**Problem description:**
Copy exactly, please, each line of the data below until the line that contains "let stop_flag = Arc::clone(&stop);" has been copied, beginning at the top.
Segment Start: Study material
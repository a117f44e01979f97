//! Self-healing watchdog for stuck key state
//!
//! Low-level keyboard hooks drop or reorder events under load; a missed
//! up-event leaves a bit permanently set in a slot's live binding, and
//! because dispatch is exact-match no further correct key press can ever
//! clear it. The watchdog polls two independent signals (hardware key
//! state and in-flight callback counters) and force-resets the pool once
//! both have been quiet for a full grace window. A heuristic with bounded
//! recovery time, not a correctness proof.

use std::sync::atomic::{AtomicBool, Ordering};
use std::sync::Arc;
use std::thread;
use std::time::Duration;

use tracing::{debug, info};

use crate::platform::KeyStateProbe;

use super::pool::HookPool;
use super::HookError;

/// How often the watchdog samples key and slot state.
pub const POLL_INTERVAL: Duration = Duration::from_millis(5);

/// Consecutive quiet ticks required before a reset.
pub const GRACE_TICKS: u32 = 5;

/// Configurable poll loop; [`Watchdog::spawn`] moves it onto a dedicated
/// thread.
#[derive(Debug, Clone, Copy)]
pub struct Watchdog {
    interval: Duration,
    grace_ticks: u32,
}

impl Watchdog {
    pub fn new() -> Self {
        Self {
            interval: POLL_INTERVAL,
            grace_ticks: GRACE_TICKS,
        }
    }

    /// Override the reference timing, mainly for tests.
    pub fn with_timing(interval: Duration, grace_ticks: u32) -> Self {
        Self {
            interval,
            grace_ticks: grace_ticks.max(1),
        }
    }

    pub fn spawn(
        self,
        pool: Arc<HookPool>,
        probe: Arc<dyn KeyStateProbe>,
    ) -> Result<WatchdogHandle, HookError> {
        let stop = Arc::new(AtomicBool::new(false));
        let stop_flag = Arc::clone(&stop);

        let join = thread::Builder::new()
            .name("watchdog".to_string())
            .spawn(move || {
                info!("watchdog started");
                run_loop(&pool, probe.as_ref(), self.interval, self.grace_ticks, &stop_flag);
                info!("watchdog stopped");
            })
            .map_err(|e| HookError::ThreadSpawn(e.to_string()))?;

        Ok(WatchdogHandle {
            stop,
            join: Some(join),
        })
    }
}

impl Default for Watchdog {
    fn default() -> Self {
        Self::new()
    }
}

fn run_loop(
    pool: &HookPool,
    probe: &dyn KeyStateProbe,
    interval: Duration,
    grace_ticks: u32,
    stop: &AtomicBool,
) {
    let mut quiet_ticks = 0u32;

    while !stop.load(Ordering::Relaxed) {
        thread::sleep(interval);

        // A user mid-chord must not be interrupted, and an in-flight
        // callback may be a perfectly correct update still being applied.
        // Either signal restarts the grace window.
        if probe.any_key_down() {
            quiet_ticks = 0;
            continue;
        }
        if pool.slots().iter().any(|slot| slot.in_flight()) {
            quiet_ticks = 0;
            continue;
        }

        quiet_ticks += 1;
        if quiet_ticks >= grace_ticks {
            quiet_ticks = 0;
            let stuck = pool
                .slots()
                .iter()
                .any(|slot| !slot.live_snapshot().is_empty());
            if stuck {
                debug!("no key held through grace window; clearing stuck key state");
            }
            pool.reset_all();
        }
    }
}

/// Stops and joins the watchdog thread.
pub struct WatchdogHandle {
    stop: Arc<AtomicBool>,
    join: Option<thread::JoinHandle<()>>,
}

impl WatchdogHandle {
    pub fn stop(mut self) {
        self.stop.store(true, Ordering::Relaxed);
        if let Some(join) = self.join.take() {
            let _ = join.join();
        }
    }
}

impl Drop for WatchdogHandle {
    fn drop(&mut self) {
        self.stop.store(true, Ordering::Relaxed);
    }
}
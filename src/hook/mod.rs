//! Hook dispatch engine
//!
//! A fixed pool of OS-level keyboard hook registrations. Each slot tracks
//! the keys currently held as a live [`crate::binding::Binding`] and fires
//! a command when that combination exactly matches an entry in the slot's
//! table. The watchdog and session watcher repair "stuck key" state the
//! OS hook mechanism is known to leave behind.

mod pool;
mod session;
mod slot;
mod watchdog;

pub use pool::{HookPool, TableHandle, DEFAULT_POOL_SIZE};
pub use session::{SessionWatcher, SessionWatcherHandle};
pub use slot::{Dispatch, HookSlot, KeyDirection, LiveBinding};
pub use watchdog::{Watchdog, WatchdogHandle, GRACE_TICKS, POLL_INTERVAL};

/// Errors raised by the hook engine.
#[derive(Debug, thiserror::Error)]
pub enum HookError {
    #[error("hook pool exhausted: all {0} slots already hold a table")]
    PoolExhausted(usize),

    #[error("failed to install OS keyboard hook: {0}")]
    Install(String),

    #[error("session notifications are not supported on this platform")]
    Unsupported,

    #[error("failed to spawn thread: {0}")]
    ThreadSpawn(String),
}
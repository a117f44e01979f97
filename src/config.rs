//! Configuration discovery and defaults

use std::fs;
use std::path::PathBuf;

use anyhow::{Context, Result};

const RC_FILE_NAME: &str = ".bindkeysrc";

/// Template written to `~/.bindkeysrc` on first run and printed by
/// `--defaults`.
pub const DEFAULT_RC: &str = "\
# bindkeysd configuration
#
# A double-quoted line is a command; the binding next to it is the key
# combination that runs it. Tokens are joined by '+'. Recognized modifier
# tokens: control, shift, alt/mod1, win/mod4, space, enter, f1..f12.

# Prove the daemon is alive.
\"cmd /C echo bindkeysd\"
win + b
";

/// Daemon configuration.
#[derive(Debug, Clone)]
pub struct Config {
    /// Path to the rc file holding the bindings.
    pub rc_path: PathBuf,
}

impl Config {
    /// Resolve the rc path, honoring an explicit override.
    pub fn load(override_path: Option<PathBuf>) -> Result<Self> {
        let rc_path = match override_path {
            Some(path) => path,
            None => dirs_next::home_dir()
                .context("could not determine home directory")?
                .join(RC_FILE_NAME),
        };
        Ok(Self { rc_path })
    }

    /// Write the default template if the rc file does not exist yet.
    /// Returns true if the file was created.
    pub fn ensure_rc(&self) -> Result<bool> {
        if self.rc_path.exists() {
            return Ok(false);
        }
        if let Some(parent) = self.rc_path.parent() {
            fs::create_dir_all(parent)
                .with_context(|| format!("creating {}", parent.display()))?;
        }
        fs::write(&self.rc_path, DEFAULT_RC)
            .with_context(|| format!("writing {}", self.rc_path.display()))?;
        Ok(true)
    }
}

#[cfg(test)]
mod tests {
    use super::*;

    #[test]
    fn test_explicit_path_wins() {
        let config = Config::load(Some(PathBuf::from("/tmp/custom.rc"))).unwrap();
        assert_eq!(config.rc_path, PathBuf::from("/tmp/custom.rc"));
    }

    #[test]
    fn test_ensure_rc_creates_default_once() {
        let dir = tempfile::tempdir().unwrap();
        let config = Config {
            rc_path: dir.path().join(RC_FILE_NAME),
        };

        assert!(config.ensure_rc().unwrap());
        assert!(!config.ensure_rc().unwrap());
        let written = fs::read_to_string(&config.rc_path).unwrap();
        assert_eq!(written, DEFAULT_RC);
    }

    #[test]
    fn test_default_rc_parses() {
        let table = crate::parser::parse_str(DEFAULT_RC).unwrap();
        assert_eq!(table.len(), 1);
    }
}
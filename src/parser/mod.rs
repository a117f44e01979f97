//! rc-file parser
//!
//! Line-oriented format:
//!
//! ```text
//! # comment
//! "notepad.exe"
//! ctrl + alt + n
//! ```
//!
//! A double-quoted line is a command, any other non-blank line is a
//! binding of `+`-joined tokens, and a (binding, command) pair completes a
//! hotkey as soon as both halves have been seen, in file order. Either
//! half may come first.

use std::fs;
use std::path::{Path, PathBuf};

use tracing::debug;

use crate::binding::{Binding, BindingTable, Command, Hotkey, KeySym, Modifier};

#[derive(Debug, thiserror::Error)]
pub enum ParseError {
    #[error("could not read config {path}: {source}")]
    Io {
        path: PathBuf,
        #[source]
        source: std::io::Error,
    },

    #[error("line {line}: unterminated command string")]
    UnterminatedCommand { line: usize },

    #[error("line {line}: binding has no keys")]
    EmptyBinding { line: usize },
}

/// Parse an rc file into a binding table.
pub fn parse_file(path: &Path) -> Result<BindingTable, ParseError> {
    let text = fs::read_to_string(path).map_err(|source| ParseError::Io {
        path: path.to_path_buf(),
        source,
    })?;
    parse_str(&text)
}

/// Parse rc text into a binding table.
pub fn parse_str(input: &str) -> Result<BindingTable, ParseError> {
    let mut table = BindingTable::new();
    let mut pending_command: Option<String> = None;
    let mut pending_binding: Option<Binding> = None;

    for (idx, raw) in input.lines().enumerate() {
        let line_no = idx + 1;
        let line = raw.trim();
        if line.is_empty() || line.starts_with('#') {
            continue;
        }

        if let Some(rest) = line.strip_prefix('"') {
            let end = rest
                .find('"')
                .ok_or(ParseError::UnterminatedCommand { line: line_no })?;
            pending_command = Some(rest[..end].to_string());
        } else {
            // Trailing comments are allowed on binding lines.
            let text = line.split('#').next().unwrap_or("");
            pending_binding = Some(parse_binding(text, line_no)?);
        }

        if pending_command.is_some() && pending_binding.is_some() {
            let combo = pending_binding.take().unwrap_or_default();
            let command = Command::shell(pending_command.take().unwrap_or_default());
            debug!(combo = %combo, "parsed binding");
            table.push(Hotkey { combo, command });
        }
    }

    Ok(table)
}

fn parse_binding(text: &str, line: usize) -> Result<Binding, ParseError> {
    let mut combo = Binding::new();
    let mut any = false;
    for token in text.split('+').map(str::trim).filter(|t| !t.is_empty()) {
        combo.add(token_to_sym(token));
        any = true;
    }
    if any {
        Ok(combo)
    } else {
        Err(ParseError::EmptyBinding { line })
    }
}

/// Token table from the classic bindkeys rc dialect: xbindkeys-style
/// `modN` names alongside the literal modifier names.
fn token_to_sym(token: &str) -> KeySym {
    let lower = token.to_ascii_lowercase();
    let modifier = match lower.as_str() {
        "control" | "ctrl" => Some(Modifier::Ctrl),
        "shift" => Some(Modifier::Shift),
        "alt" | "mod1" => Some(Modifier::Alt),
        "mod2" | "numlock" => Some(Modifier::NumLock),
        "mod3" | "capslock" => Some(Modifier::CapsLock),
        "win" | "super" | "mod4" => Some(Modifier::Win),
        "mod5" | "scrolllock" => Some(Modifier::ScrollLock),
        "space" => Some(Modifier::Space),
        "release" | "enter" => Some(Modifier::Enter),
        "f1" => Some(Modifier::F1),
        "f2" => Some(Modifier::F2),
        "f3" => Some(Modifier::F3),
        "f4" => Some(Modifier::F4),
        "f5" => Some(Modifier::F5),
        "f6" => Some(Modifier::F6),
        "f7" => Some(Modifier::F7),
        "f8" => Some(Modifier::F8),
        "f9" => Some(Modifier::F9),
        "f10" => Some(Modifier::F10),
        "f11" => Some(Modifier::F11),
        "f12" => Some(Modifier::F12),
        _ => None,
    };
    match modifier {
        Some(m) => KeySym::Modifier(m),
        None => match lower.bytes().next() {
            Some(byte) => KeySym::Key(byte),
            None => KeySym::Unmapped,
        },
    }
}
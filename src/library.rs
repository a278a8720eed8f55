// Copyright (C) 2026 Michael Wilson <mike@mdwn.dev>
//
// This program is free software: you can redistribute it and/or modify it under
// the terms of the GNU General Public License as published by the Free Software
// Foundation, version 3.
//
// This program is distributed in the hope that it will be useful, but WITHOUT
// ANY WARRANTY; without even the implied warranty of MERCHANTABILITY or FITNESS
// FOR A PARTICULAR PURPOSE. See the GNU General Public License for more details.
//
// You should have received a copy of the GNU General Public License along with
// this program. If not, see <https://www.gnu.org/licenses/>.
//
use std::cmp;
use std::collections::HashMap;
use std::path::{Path, PathBuf};
use std::sync::Arc;
use std::thread;
use std::time::Instant;

use parking_lot::RwLock;
use rayon::prelude::*;
use rayon::ThreadPoolBuilder;
use tracing::{debug, info, warn};

use crate::config::Config;
use crate::sound::Sound;

/// A named sound together with the gain it is played back at.
#[derive(Clone)]
pub struct Entry {
    /// The decoded sound, shared with every voice that plays it.
    pub sound: Arc<Sound>,
    /// Playback gain for this sound.
    pub gain: f32,
}

/// Holds every configured sound, decoded and resampled to the output sample
/// rate up front. Lookups clone an Arc, so triggering a sound never touches
/// the filesystem.
pub struct Library {
    target_rate: u32,
    entries: RwLock<HashMap<String, Entry>>,
}

impl Library {
    /// Decodes every sound named in the config, in parallel. A sound that
    /// fails to decode is skipped with a warning so that one bad file does
    /// not take the rest of the library down with it.
    pub fn load(config: &Config, target_rate: u32) -> Library {
        Library {
            target_rate,
            entries: RwLock::new(load_entries(config, target_rate)),
        }
    }

    /// Returns the entry for the given event name.
    pub fn get(&self, name: &str) -> Option<Entry> {
        self.entries.read().get(name).cloned()
    }

    /// Re-scans the config and swaps in the new set of sounds in one step.
    /// A concurrent lookup sees either the old set or the new one, never a
    /// mix of the two.
    pub fn reload(&self, config: &Config) {
        let entries = load_entries(config, self.target_rate);
        *self.entries.write() = entries;
    }

    /// Returns all loaded event names, sorted.
    pub fn names(&self) -> Vec<String> {
        let mut names: Vec<String> = self.entries.read().keys().cloned().collect();
        names.sort();
        names
    }

    /// Returns the number of loaded sounds.
    pub fn len(&self) -> usize {
        self.entries.read().len()
    }

    pub fn is_empty(&self) -> bool {
        self.entries.read().is_empty()
    }

    /// Returns the total memory held by the decoded audio, in bytes.
    pub fn memory_size(&self) -> usize {
        self.entries
            .read()
            .values()
            .map(|entry| entry.sound.memory_size())
            .sum()
    }
}

/// Decodes every configured sound and returns the ones that loaded.
fn load_entries(config: &Config, target_rate: u32) -> HashMap<String, Entry> {
    let sounds: Vec<(String, PathBuf, f32)> = config
        .sounds()
        .iter()
        .map(|(name, definition)| {
            (
                name.clone(),
                config.resolve_path(definition.file()),
                definition.gain(),
            )
        })
        .collect();
    if sounds.is_empty() {
        return HashMap::new();
    }

    let start = Instant::now();
    debug!(count = sounds.len(), "Loading sound library");

    let entries: HashMap<String, Entry> = match load_pool(sounds.len()) {
        Ok(pool) => pool.install(|| {
            sounds
                .into_par_iter()
                .filter_map(|(name, path, gain)| load_entry(name, &path, gain, target_rate))
                .collect()
        }),
        Err(e) => {
            warn!(err = %e, "Unable to create load pool, loading sounds serially");
            sounds
                .into_iter()
                .filter_map(|(name, path, gain)| load_entry(name, &path, gain, target_rate))
                .collect()
        }
    };

    info!(
        sounds = entries.len(),
        memory_kb = entries
            .values()
            .map(|entry| entry.sound.memory_size())
            .sum::<usize>()
            / 1024,
        elapsed_ms = start.elapsed().as_millis(),
        "Sound library loaded"
    );
    entries
}

fn load_entry(name: String, path: &Path, gain: f32, target_rate: u32) -> Option<(String, Entry)> {
    match Sound::load(path, target_rate) {
        Ok(sound) => Some((
            name,
            Entry {
                sound: Arc::new(sound),
                gain,
            },
        )),
        Err(e) => {
            warn!(name = %name, path = ?path, err = %e, "Unable to load sound, skipping");
            None
        }
    }
}

/// Builds the pool the library decodes on. Sized to the number of sounds,
/// capped at the available parallelism.
fn load_pool(num_sounds: usize) -> Result<rayon::ThreadPool, rayon::ThreadPoolBuildError> {
    let threads = cmp::min(
        num_sounds.max(1),
        thread::available_parallelism().map_or(4, |n| n.get()),
    );
    ThreadPoolBuilder::new()
        .num_threads(threads)
        .thread_name(|i| format!("earcon-load-{i}"))
        .build()
}
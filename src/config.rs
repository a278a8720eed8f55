// Copyright (C) 2026 Michael Wilson <mike@mdwn.dev>
//
// This program is free software: you can redistribute it and/or modify it under
// the terms of the GNU General Public License as published by the Free Software
// Foundation, version 3.
//
// This program is distributed in the hope that it will be useful, but WITHOUT
// ANY WARRANTY; without even the implied warranty of MERCHANTABILITY or FITNESS
// FOR A PARTICULAR PURPOSE. See the GNU General Public License for more details.
//
// You should have received a copy of the GNU General Public License along with
// this program. If not, see <https://www.gnu.org/licenses/>.
//
use std::collections::HashMap;
use std::path::{Path, PathBuf};

use config::File;
use serde::Deserialize;
use tracing::warn;

mod audio;
mod error;

pub use self::audio::Audio;
pub use self::error::ConfigError;

/// A sound entry: either just a file path, or a table with options.
#[derive(Deserialize, Clone)]
#[serde(untagged)]
pub enum SoundDefinition {
    /// Shorthand form, only the path to the audio file.
    Path(String),
    /// Full form with per-sound options.
    Full {
        /// The path to the audio file.
        file: String,
        /// Linear gain applied when the sound plays.
        gain: Option<f32>,
    },
}

impl SoundDefinition {
    /// The configured file path, as written in the configuration.
    pub fn file(&self) -> &str {
        match self {
            SoundDefinition::Path(file) => file,
            SoundDefinition::Full { file, .. } => file,
        }
    }

    /// The linear gain for this sound (default: 1.0).
    pub fn gain(&self) -> f32 {
        match self {
            SoundDefinition::Path(_) => 1.0,
            SoundDefinition::Full { gain, .. } => gain.unwrap_or(1.0),
        }
    }
}

/// The top level configuration: the audio output plus the event name to sound
/// mapping.
#[derive(Deserialize, Clone, Default)]
pub struct Config {
    /// The audio output configuration.
    #[serde(default)]
    audio: Audio,

    /// Notification sounds keyed by the event name that triggers them.
    #[serde(default)]
    sounds: HashMap<String, SoundDefinition>,

    /// The directory relative sound paths resolve against. Set at load time.
    #[serde(skip)]
    base_dir: PathBuf,
}

impl Config {
    /// Loads a configuration from a YAML or JSON file. Relative sound paths
    /// resolve against the file's directory.
    pub fn load(path: &Path) -> Result<Config, ConfigError> {
        let mut parsed = config::Config::builder()
            .add_source(File::from(path))
            .build()?
            .try_deserialize::<Config>()?;

        parsed.audio.validate()?;
        if parsed.sounds.is_empty() {
            warn!(path = ?path, "Configuration has no sounds");
        }
        parsed.base_dir = path.parent().map(Path::to_path_buf).unwrap_or_default();

        Ok(parsed)
    }

    /// Returns the audio configuration.
    pub fn audio(&self) -> &Audio {
        &self.audio
    }

    /// Returns the configured sounds, keyed by event name.
    pub fn sounds(&self) -> &HashMap<String, SoundDefinition> {
        &self.sounds
    }

    /// Resolves a sound path against the config file's directory. Absolute
    /// paths are left alone.
    pub fn resolve_path(&self, file: &str) -> PathBuf {
        let path = Path::new(file);
        if path.is_absolute() {
            path.to_path_buf()
        } else {
            self.base_dir.join(path)
        }
    }
}
// Copyright (C) 2026 Michael Wilson <mike@mdwn.dev>
//
// This program is free software: you can redistribute it and/or modify it under
// the terms of the GNU General Public License as published by the Free Software
// Foundation, version 3.
//
// This program is distributed in the hope that it will be useful, but WITHOUT
// ANY WARRANTY; without even the implied warranty of MERCHANTABILITY or FITNESS
// FOR A PARTICULAR PURPOSE. See the GNU General Public License for more details.
//
// You should have received a copy of the GNU General Public License along with
// this program. If not, see <https://www.gnu.org/licenses/>.
//
use std::io;

use tokio::{sync::mpsc::Sender, task::JoinHandle};
use tracing::{info, span, Level};

use super::Event;

/// A driver that reads event names from stdin, one per line. Host
/// applications pipe event names in to trigger sounds.
pub struct Driver {}

impl Driver {
    pub fn new() -> Driver {
        Driver {}
    }

    /// Reads event names from the reader until EOF. Blank lines are skipped
    /// and surrounding whitespace is trimmed.
    fn monitor_io<R>(events_tx: &Sender<Event>, reader: R) -> Result<(), io::Error>
    where
        R: io::BufRead,
    {
        for line in reader.lines() {
            let line = line?;
            let name = line.trim();
            if name.is_empty() {
                continue;
            }
            events_tx
                .blocking_send(Event::Sound(name.to_string()))
                .map_err(|e| io::Error::new(io::ErrorKind::Other, e))?;
        }
        Ok(())
    }
}

impl super::Driver for Driver {
    fn monitor_events(&self, events_tx: Sender<Event>) -> JoinHandle<Result<(), io::Error>> {
        tokio::task::spawn_blocking(move || {
            let span = span!(Level::INFO, "stdin driver");
            let _enter = span.enter();

            info!("Stdin driver started.");
            let result = Self::monitor_io(&events_tx, io::stdin().lock());
            info!("Stdin driver finished.");
            result
        })
    }
}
Segment End: Study material
**Answer:**
repository a117f44e01979f97
//! Self-healing watchdog for stuck key state
//!
//! Low-level keyboard hooks drop or reorder events under load; a missed
//! up-event leaves a bit permanently set in a slot's live binding, and
//! because dispatch is exact-match no further correct key press can ever
//! clear it. The watchdog polls two independent signals (hardware key
//! state and in-flight callback counters) and force-resets the pool once
//! both have been quiet for a full grace window. A heuristic with bounded
//! recovery time, not a correctness proof.

use std::sync::atomic::{AtomicBool, Ordering};
use std::sync::Arc;
use std::thread;
use std::time::Duration;

use tracing::{debug, info};

use crate::platform::KeyStateProbe;

use super::pool::HookPool;
use super::HookError;

/// How often the watchdog samples key and slot state.
pub const POLL_INTERVAL: Duration = Duration::from_millis(5);

/// Consecutive quiet ticks required before a reset.
pub const GRACE_TICKS: u32 = 5;

/// Configurable poll loop; [`Watchdog::spawn`] moves it onto a dedicated
/// thread.
#[derive(Debug, Clone, Copy)]
pub struct Watchdog {
    interval: Duration,
    grace_ticks: u32,
}

impl Watchdog {
    pub fn new() -> Self {
        Self {
            interval: POLL_INTERVAL,
            grace_ticks: GRACE_TICKS,
        }
    }

    /// Override the reference timing, mainly for tests.
    pub fn with_timing(interval: Duration, grace_ticks: u32) -> Self {
        Self {
            interval,
            grace_ticks: grace_ticks.max(1),
        }
    }

    pub fn spawn(
        self,
        pool: Arc<HookPool>,
        probe: Arc<dyn KeyStateProbe>,
    ) -> Result<WatchdogHandle, HookError> {
        let stop = Arc::new(AtomicBool::new(false));
        let stop_flag = Arc::clone(&stop);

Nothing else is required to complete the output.